And Also With You is the remarkable story of Duncan Montgomery Gray Jr. (Episcopal Bishop of Mississippi, Chancellor of the University of the South), told by Will D. Campbell against the backdrop of racial conflict in the South and throughout the nation -- the "American Dilemma" of the title. It is also the story of the University Greys, a company of Confederate soldiers from the University of Mississippi. Campbell shows unmistakably and unforgettably how enduring the American Dilemma has been -- and still is.
This moving book is a biography of one man, The Rt Rev Duncan Gray, Jr (1926-2016); a history of race relations in teh South (especially Mississippi) 1960s to 1990s; and a chronicle of a small group of Confederate soldiers from what we now call "Ole Miss" who all died in the American Civil War, mostly at Gettysburg. I mostly skipped the account of the University Greys to home in on Bishop Gray's life and work as a stalwart supporter of civil rights. "Nature might stand up and say to all the world 'This was a man.'"
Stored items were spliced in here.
//! Platform-independent behavior models for the portfolio page.
//!
//! Everything in here is plain Rust: the browser bindings in `crate::ui`
//! ask these models what to do and apply the answer to the DOM.

pub mod config;
pub mod contact;
pub mod error;
pub mod media;
pub mod nav;
pub mod reveal;
pub mod scroll;
pub mod toast;

pub use config::Config;
pub use contact::{ButtonView, SubmissionPlan, SubmissionStep, SubmitPhase};
pub use error::{ConfigError, SetupError};
pub use media::PlaybackCommand;
pub use nav::NavPanel;
pub use reveal::Reveal;
pub use scroll::{anchor_target_id, header_is_scrolled};
pub use toast::{Toast, ToastStage};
Author Will D. Campbell (1924-3013) knew the territory he wrote of at first hand. https://www.nytimes.com/2013/06/05/us... The last pages of the book, in which "Brother Will" spends a day voluntarily with a former Imperial Wizard of the KKK are a tribute to Gray's Christ-like faith and a meditation on grace.
I was preparing to give this book away and noticed I hadn't posted it on my shelfari list. The book tells the story of Duncan Gray, a Episcopal priest in Oxford Mississippi at the height of the civil rights movement. Blended into the book is also the story of the "University Greys," a Southern unit made up of Ole Miss students that suffer greatly on the third day at Gettysburg.